What modes of ‘resigned accommodation’ are practised by women architects, and what ‘usurpatory strategies’ do they undertake to ‘challenge male monopolies’?

The next (double) issue of Architectural Theory Review, edited by Naomi Stead, will address these questions, under the theme ‘Resigned Accommodation and Usurpatory Strategies: Women, Practice, Architecture’.
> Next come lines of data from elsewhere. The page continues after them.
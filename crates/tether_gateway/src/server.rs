//! # Gateway Server
//!
//! Accept loop and per-connection tasks. The listener is bound
//! synchronously by the caller so a port conflict fails enable instead of
//! dying silently in a background thread; the async runtime only handles
//! accepted traffic.

use crate::protocol::{authenticate, parse_frame, Frame};
use std::net::SocketAddr;
use std::sync::atomic::{AtomicBool, Ordering};
use std::sync::Arc;
use std::thread::JoinHandle;
use std::time::Duration;
use tether_core::LoopHandle;
use thiserror::Error;
use tokio::io::{AsyncBufReadExt, AsyncWriteExt, BufReader};
use tokio::net::{TcpListener, TcpStream};

/// Errors raised while standing the gateway up.
#[derive(Error, Debug)]
pub enum GatewayError {
    /// Socket or runtime setup failed.
    #[error(transparent)]
    Io(#[from] std::io::Error),
}

/// Result type for gateway operations.
pub type GatewayResult<T> = Result<T, GatewayError>;

/// The authenticated frame-to-loop bridge.
#[derive(Clone)]
pub struct GatewayServer {
    secret: String,
    loop_handle: LoopHandle,
}

impl GatewayServer {
    /// Creates a server that checks clients against `secret`.
    #[must_use]
    pub fn new(secret: &str, loop_handle: LoopHandle) -> Self {
        Self {
            secret: secret.to_string(),
            loop_handle,
        }
    }

    /// Accepts connections until the stop flag is raised.
    pub async fn serve(self, listener: TcpListener, stop: Arc<AtomicBool>) {
        let mut ticker = tokio::time::interval(Duration::from_millis(200));
        loop {
            tokio::select! {
                accepted = listener.accept() => match accepted {
                    Ok((stream, peer)) => {
                        let server = self.clone();
                        tokio::spawn(async move {
                            if let Err(e) = server.handle_connection(stream, peer).await {
                                tracing::debug!(%peer, error = %e, "gateway connection closed with error");
                            }
                        });
                    }
                    Err(e) => {
                        tracing::warn!(error = %e, "gateway accept failed");
                    }
                },
                _ = ticker.tick() => {
                    if stop.load(Ordering::Relaxed) {
                        tracing::info!("gateway shutting down");
                        return;
                    }
                }
            }
        }
    }

    async fn handle_connection(
        &self,
        stream: TcpStream,
        peer: SocketAddr,
    ) -> std::io::Result<()> {
        let (reader, mut writer) = stream.into_split();
        let mut lines = BufReader::new(reader).lines();

        // The opening line is the credential; nothing else is read before
        // it checks out.
        let Some(first) = lines.next_line().await? else {
            return Ok(());
        };
        if !authenticate(&first, &self.secret) {
            tracing::warn!(%peer, "gateway client failed authentication");
            writer.write_all(b"denied\n").await?;
            return Ok(());
        }
        writer.write_all(b"ok\n").await?;
        tracing::info!(%peer, "gateway client authenticated");

        while let Some(line) = lines.next_line().await? {
            match parse_frame(&line) {
                Frame::Alert(message) => {
                    if let Err(e) = self.loop_handle.broadcast(message) {
                        tracing::warn!(%peer, error = %e, "alert frame dropped");
                    }
                }
                Frame::Console(command) => {
                    if let Err(e) = self.loop_handle.run_command(command) {
                        tracing::warn!(%peer, error = %e, "console frame dropped");
                    }
                }
                Frame::Unknown(text) => {
                    tracing::debug!(%peer, frame = %text, "ignoring unknown gateway frame");
                }
            }
        }
        Ok(())
    }
}

/// Runs the gateway on its own runtime in a background thread.
///
/// The caller binds the listener so bind failures surface here, before any
/// thread exists.
pub fn spawn_gateway(
    server: GatewayServer,
    listener: std::net::TcpListener,
    stop: Arc<AtomicBool>,
) -> GatewayResult<JoinHandle<()>> {
    listener.set_nonblocking(true)?;
    let runtime = tokio::runtime::Builder::new_multi_thread()
        .worker_threads(2)
        .thread_name("gateway-io")
        .enable_all()
        .build()?;

    let handle = std::thread::Builder::new()
        .name("gateway".to_string())
        .spawn(move || {
            runtime.block_on(async move {
                match TcpListener::from_std(listener) {
                    Ok(listener) => server.serve(listener, stop).await,
                    Err(e) => tracing::error!(error = %e, "gateway listener registration failed"),
                }
            });
        })?;
    Ok(handle)
}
Contributors are invited to reflect on the essay “Women Architects and Their Discontents” by Bridget Fowler and Fiona Wilson, first published in 2004 in Sociology 38 no. 1. This important essay is a catalyst for contributors to address the material and cultural constraints and the social relations that condition women’s participation and progression in architectural practice today.

The call for papers asks:

Is it true that ‘the route towards equal participation of men and women in the architectural profession is likely to be arduous’? As Fowler and Wilson ask, ‘[w]hat deeper structural continuities explain why the profession of architecture continues to be such unfavourable territory for women?’ Could it be that the self perception among architects, of a profession that is progressive, liberal, and meritocratic, is actually a barrier to equality – is there a discrepancy between ‘the egalitarian rhetoric of architecture and its backstage realities’? What modes of ‘resigned accommodation’ are practiced by women architects, and what ‘‘usurpatory’ strategies’ do they undertake to ‘challenge male monopolies’?

This call has generated a strong response, and the double issue will be out in November 2011.